O acórdão polémico resultou numa advertência por parte do Conselho Superior da Magistratura, já em fevereiro deste ano.
Depois
da notícia da advertência, foi conhecido um novo acórdão polémico de
Neto de Moura, desta feita com data de outubro de 2018. Nesse acórdão,
Neto de Moura mandou retirar a pulseira eletrónica a um homem que havia
sido condenado em primeira instância por ter agredido a mulher ao soco,
ao ponto de lhe perfurar um tímpano.
Em primeira instância, o
agressor foi condenado a três anos de pena suspensa de prisão e ao
pagamento de 2.500 euros à vítima. O condenado deveria ainda frequentar
um controlo de agressores, pena que deveria ser monitorizada com recurso
a pulseira eletrónica.
Neto de Moura avaliou um recurso do
condenado e decidiu retirar a utilização da pulseira eletrónica,
argumentando que o homem nunca mais tinha importunado a antiga
companheira. Neto de Moura reduziu ainda para um ano o período de
proibição de aproximação da vítima.
Mais recentemente, o juiz decidiu processar todos os jornalistas,
humoristas e políticos que criticaram Neto de Moura na sequência dos
acórdãos polémicos.
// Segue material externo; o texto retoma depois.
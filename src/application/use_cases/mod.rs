pub mod plan_comparison;
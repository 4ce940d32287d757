//! Test data factories for creating valid test fixtures.
//!
//! Each factory function creates a complete, valid object with sensible
//! defaults. Use the closure parameter to override specific fields as needed.

use chrono::NaiveDateTime;
use uuid::Uuid;

use crate::domain::entities::billing_interval::BillingInterval;
use crate::domain::entities::plan::{Plan, PlanPrice};

/// Create a test plan with sensible defaults.
pub fn create_test_plan(overrides: impl FnOnce(&mut Plan)) -> Plan {
    let mut plan = Plan {
        id: Uuid::new_v4(),
        name: "Basic Plan".to_string(),
        slug: "basic".to_string(),
        description: Some("A basic subscription plan".to_string()),
        price: PlanPrice::from_cents(999),
        currency: "usd".to_string(),
        billing_interval: BillingInterval::Month,
        trial_days: 0,
        features: vec!["time_tracking".to_string(), "data_export".to_string()],
        limits: [
            ("max_boards".to_string(), 10),
            ("max_storage_mb".to_string(), 512),
        ]
        .into_iter()
        .collect(),
        is_popular: false,
        created_at: Some(test_datetime()),
        updated_at: Some(test_datetime()),
    };
    overrides(&mut plan);
    plan
}

/// Returns a consistent test datetime (2024-01-15 12:00:00 UTC).
pub fn test_datetime() -> NaiveDateTime {
    NaiveDateTime::parse_from_str("2024-01-15 12:00:00", "%Y-%m-%d %H:%M:%S").unwrap()
}

#[cfg(test)]
mod tests {
    use super::*;

    #[test]
    fn test_create_plan_with_defaults() {
        let plan = create_test_plan(|_| {});
        assert_eq!(plan.slug, "basic");
        assert_eq!(plan.price.cents(), 999);
        assert!(plan.has_feature("time_tracking"));
        assert_eq!(plan.limit("max_boards"), Some(10));
        assert!(!plan.is_popular);
    }

    #[test]
    fn test_create_plan_with_overrides() {
        let plan = create_test_plan(|p| {
            p.slug = "enterprise".to_string();
            p.price = PlanPrice::from_cents(19900);
            p.billing_interval = BillingInterval::Year;
            p.is_popular = true;
        });
        assert_eq!(plan.slug, "enterprise");
        assert_eq!(plan.price.cents(), 19900);
        assert_eq!(plan.billing_interval, BillingInterval::Year);
        assert!(plan.is_popular);
    }
}
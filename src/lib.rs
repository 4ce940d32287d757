pub mod application;
pub mod domain;

// Test utilities (available in all builds for integration tests)
#[cfg(test)]
pub mod test_utils;

// Re-exports for shorter use statements.
pub use application::*;
pub use domain::*;
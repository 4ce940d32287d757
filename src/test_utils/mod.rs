//! Test utilities.
//!
//! This module provides test data factories for creating valid test fixtures.

mod factories;

pub use factories::*;
//! Pricing-page plan comparison: feature/limit matrix, category grouping and
//! the recommended-plan heuristic.
//!
//! Pure derivation over immutable plan snapshots. The caller loads the plan
//! set (and an optional list of feature keys to surface first) and gets back
//! a single JSON-serializable payload for the pricing page.

use std::collections::{BTreeMap, BTreeSet};

use serde::Serialize;
use uuid::Uuid;

use crate::application::catalog;
use crate::domain::entities::billing_interval::BillingInterval;
use crate::domain::entities::plan::{Plan, PlanPrice, UNLIMITED};

const REASON_MOST_POPULAR: &str = "Most popular choice";
const REASON_BEST_VALUE: &str = "Best value for money";

// ============================================================================
// Response Types
// ============================================================================

/// Everything the pricing page needs, in one response body.
#[derive(Debug, Clone, Serialize)]
pub struct PlanComparisonResponse {
    pub plans: Vec<PlanSummary>,
    pub comparison_matrix: ComparisonMatrix,
    /// Union of every plan's feature keys, alphabetical.
    pub all_features: Vec<String>,
    /// Union of every plan's limit keys, alphabetical.
    pub all_limits: Vec<String>,
    pub feature_categories: Vec<FeatureCategoryGroup>,
    pub recommended_plan: Option<RecommendedPlan>,
}

/// Public serialization of a plan for the pricing page.
#[derive(Debug, Clone, Serialize)]
pub struct PlanSummary {
    pub id: Uuid,
    pub name: String,
    pub slug: String,
    pub description: Option<String>,
    pub price: PlanPrice,
    /// Monthly-equivalent price, for "per month, billed yearly" display.
    pub monthly_price: PlanPrice,
    pub currency: String,
    pub billing_interval: BillingInterval,
    pub trial_days: i32,
    pub features: Vec<String>,
    pub limits: BTreeMap<String, i64>,
    pub is_popular: bool,
}

impl From<&Plan> for PlanSummary {
    fn from(plan: &Plan) -> Self {
        Self {
            id: plan.id,
            name: plan.name.clone(),
            slug: plan.slug.clone(),
            description: plan.description.clone(),
            price: plan.price,
            monthly_price: PlanPrice::from_cents(plan.monthly_price_cents()),
            currency: plan.currency.clone(),
            billing_interval: plan.billing_interval,
            trial_days: plan.trial_days,
            features: plan.features.clone(),
            limits: plan.limits.clone(),
            is_popular: plan.is_popular,
        }
    }
}

#[derive(Debug, Clone, Serialize)]
pub struct ComparisonMatrix {
    pub features: Vec<FeatureRow>,
    pub limits: Vec<LimitRow>,
}

/// One feature across every plan. Rows follow the highlight-first ordering;
/// cells follow plan input order.
#[derive(Debug, Clone, Serialize)]
pub struct FeatureRow {
    pub name: String,
    pub display_name: String,
    pub description: String,
    pub category: String,
    pub plans: Vec<FeaturePlanCell>,
}

#[derive(Debug, Clone, Serialize)]
pub struct FeaturePlanCell {
    pub plan_id: Uuid,
    pub plan_slug: String,
    pub has_feature: bool,
    pub is_highlighted: bool,
}

/// One limit across every plan, alphabetical; cells follow plan input order.
#[derive(Debug, Clone, Serialize)]
pub struct LimitRow {
    pub name: String,
    pub display_name: String,
    pub unit: String,
    pub plans: Vec<LimitPlanCell>,
}

#[derive(Debug, Clone, Serialize)]
pub struct LimitPlanCell {
    pub plan_id: Uuid,
    pub plan_slug: String,
    pub value: i64,
    pub is_unlimited: bool,
    pub display_value: String,
    pub is_highlighted: bool,
}

/// Features grouped by catalog category, in first-encounter order.
#[derive(Debug, Clone, Serialize)]
pub struct FeatureCategoryGroup {
    pub name: String,
    pub display_name: String,
    pub features: Vec<String>,
}

#[derive(Debug, Clone, Serialize, PartialEq, Eq)]
pub struct RecommendedPlan {
    pub plan_id: Uuid,
    pub plan_slug: String,
    pub reason: String,
}

// ============================================================================
// Comparison
// ============================================================================

/// Builds the full plan comparison payload from a set of plan snapshots.
///
/// `highlight_features` moves the named feature keys to the top of the
/// matrix; within the highlighted block and the remainder, features stay
/// alphabetical. Plans appear in input order everywhere. The function is
/// pure and never fails; an empty plan set yields empty collections and no
/// recommendation.
pub fn compare_plans(plans: &[Plan], highlight_features: &[String]) -> PlanComparisonResponse {
    let all_features = collect_feature_names(plans);
    let all_limits = collect_limit_names(plans);

    let ordered_features = order_features(&all_features, highlight_features);

    let feature_rows = ordered_features
        .iter()
        .map(|feature| feature_row(feature, plans))
        .collect();
    let limit_rows = all_limits
        .iter()
        .map(|limit| limit_row(limit, plans))
        .collect();

    PlanComparisonResponse {
        plans: plans.iter().map(PlanSummary::from).collect(),
        comparison_matrix: ComparisonMatrix {
            features: feature_rows,
            limits: limit_rows,
        },
        feature_categories: group_by_category(&ordered_features),
        recommended_plan: recommend_plan(plans),
        all_features,
        all_limits,
    }
}

/// Deduplicated union of every plan's feature keys, sorted
/// byte-lexicographically.
fn collect_feature_names(plans: &[Plan]) -> Vec<String> {
    plans
        .iter()
        .flat_map(|plan| plan.features.iter().cloned())
        .collect::<BTreeSet<String>>()
        .into_iter()
        .collect()
}

/// Deduplicated union of every plan's limit keys, sorted
/// byte-lexicographically.
fn collect_limit_names(plans: &[Plan]) -> Vec<String> {
    plans
        .iter()
        .flat_map(|plan| plan.limits.keys().cloned())
        .collect::<BTreeSet<String>>()
        .into_iter()
        .collect()
}

/// Highlighted features first, then the rest. Both halves keep the
/// alphabetical order of `sorted`.
fn order_features(sorted: &[String], highlight: &[String]) -> Vec<String> {
    if highlight.is_empty() {
        return sorted.to_vec();
    }

    let (highlighted, rest): (Vec<String>, Vec<String>) = sorted
        .iter()
        .cloned()
        .partition(|feature| highlight.iter().any(|h| h == feature));

    highlighted.into_iter().chain(rest).collect()
}

fn feature_row(feature: &str, plans: &[Plan]) -> FeatureRow {
    let cells = plans
        .iter()
        .map(|plan| {
            let has_feature = plan.has_feature(feature);
            FeaturePlanCell {
                plan_id: plan.id,
                plan_slug: plan.slug.clone(),
                has_feature,
                is_highlighted: plan.is_popular && has_feature,
            }
        })
        .collect();

    FeatureRow {
        name: feature.to_string(),
        display_name: catalog::title_case(feature),
        description: catalog::feature_description(feature),
        category: catalog::feature_category(feature),
        plans: cells,
    }
}

fn limit_row(limit: &str, plans: &[Plan]) -> LimitRow {
    let cells = plans
        .iter()
        .map(|plan| {
            let value = plan.limit(limit).unwrap_or(0);
            let is_unlimited = value == UNLIMITED;
            LimitPlanCell {
                plan_id: plan.id,
                plan_slug: plan.slug.clone(),
                value,
                is_unlimited,
                display_value: if is_unlimited {
                    "Unlimited".to_string()
                } else {
                    format_limit_value(value, limit)
                },
                is_highlighted: plan.is_popular,
            }
        })
        .collect();

    LimitRow {
        name: limit.to_string(),
        display_name: catalog::limit_label(limit),
        unit: catalog::limit_unit(limit),
        plans: cells,
    }
}

/// Human-friendly rendering for large limit values. The unlimited sentinel
/// never reaches this function.
fn format_limit_value(value: i64, limit: &str) -> String {
    match limit {
        "max_storage_mb" if value >= 1024 => format!("{:.1}GB", value as f64 / 1024.0),
        "max_api_calls_per_month" if value >= 1_000_000 => {
            format!("{:.1}M", value as f64 / 1_000_000.0)
        }
        _ => value.to_string(),
    }
}

/// Groups the ordered feature list by catalog category, keeping categories
/// in first-encounter order.
fn group_by_category(ordered_features: &[String]) -> Vec<FeatureCategoryGroup> {
    let mut groups: Vec<FeatureCategoryGroup> = Vec::new();

    for feature in ordered_features {
        let category = catalog::feature_category(feature);
        match groups.iter_mut().find(|group| group.name == category) {
            Some(group) => group.features.push(feature.clone()),
            None => groups.push(FeatureCategoryGroup {
                display_name: catalog::category_label(&category),
                name: category,
                features: vec![feature.clone()],
            }),
        }
    }

    groups
}

/// Picks the plan the pricing page should point at: the first popular plan
/// in input order, or failing that the middle plan of the price-sorted list
/// (upper-middle for even counts).
fn recommend_plan(plans: &[Plan]) -> Option<RecommendedPlan> {
    if let Some(popular) = plans.iter().find(|plan| plan.is_popular) {
        tracing::debug!(plan = %popular.slug, "recommending most popular plan");
        return Some(RecommendedPlan {
            plan_id: popular.id,
            plan_slug: popular.slug.clone(),
            reason: REASON_MOST_POPULAR.to_string(),
        });
    }

    if plans.is_empty() {
        return None;
    }

    let mut by_price: Vec<&Plan> = plans.iter().collect();
    by_price.sort_by_key(|plan| plan.price);
    let middle = by_price[by_price.len() / 2];

    tracing::debug!(plan = %middle.slug, "recommending middle-priced plan");
    Some(RecommendedPlan {
        plan_id: middle.id,
        plan_slug: middle.slug.clone(),
        reason: REASON_BEST_VALUE.to_string(),
    })
}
Entre os visados nestes processos encontram-se figuras como Ricardo Araújo Pereira, Bruno Nogueira, Mariana Mortágua e Joana Amaral Dias.
Depois da ameaça dos processos, vários foram os que voltaram às críticas a Neto de Moura. Ricardo Araújo Pereira, por exemplo, voltou à carga
no seu programa da TVI “Gente que Não Sabe Estar”, onde apresentou um
videojogo intitulado “Salva o Neto”, onde os jogadores são convidados a
usarem o Conselho Superior da Magistratura para defender o juiz das
críticas da opinião pública.
“Acha que os juízes não ficam condicionados com tudo isto?”
Numa entrevista ao Observador esta segunda-feira — a primeira desde a
polémica —, Neto de Moura admitiu sentir-se “abatido” com toda a
situação.
“É evidente que eu não posso sentir-me bem. É evidente
que isto provoca mossa. É evidente que me sinto abatido. É evidente que
me sinto triste com toda esta situação e sinto-me indignado”, disse Neto
de Moura.
O juiz disse ainda que está condicionado nas decisões
futuras que pudesse vir a tomar em casos de violência doméstica. “Acha
que os juízes não ficam condicionados com tudo isto? Não ficam
condicionados nas suas decisões? Acha que não há, digamos, um
condicionamento, que os juízes não sentem receio com tudo isto? Eu acho
que qualquer pessoa admite isso, não é? Que efetivamente com tudo isto
os juízes não se sentem inteiramente livres para decidir”, afirmou o
juiz.
* Foi uma grande decisão a do sr. Presidente do Tribunal em transferir o polémico juiz para uma vara cível. Foi também uma grande chapada de luva branca ao dizer que pretendia preservar a "confiança dos cidadãos" na Justiça, impossível de manter,(frase nossa), com a manutenção do sr. Neto Moura numa secção crime. Tiramos o chapéu ao sr. Presidente do Tribunal.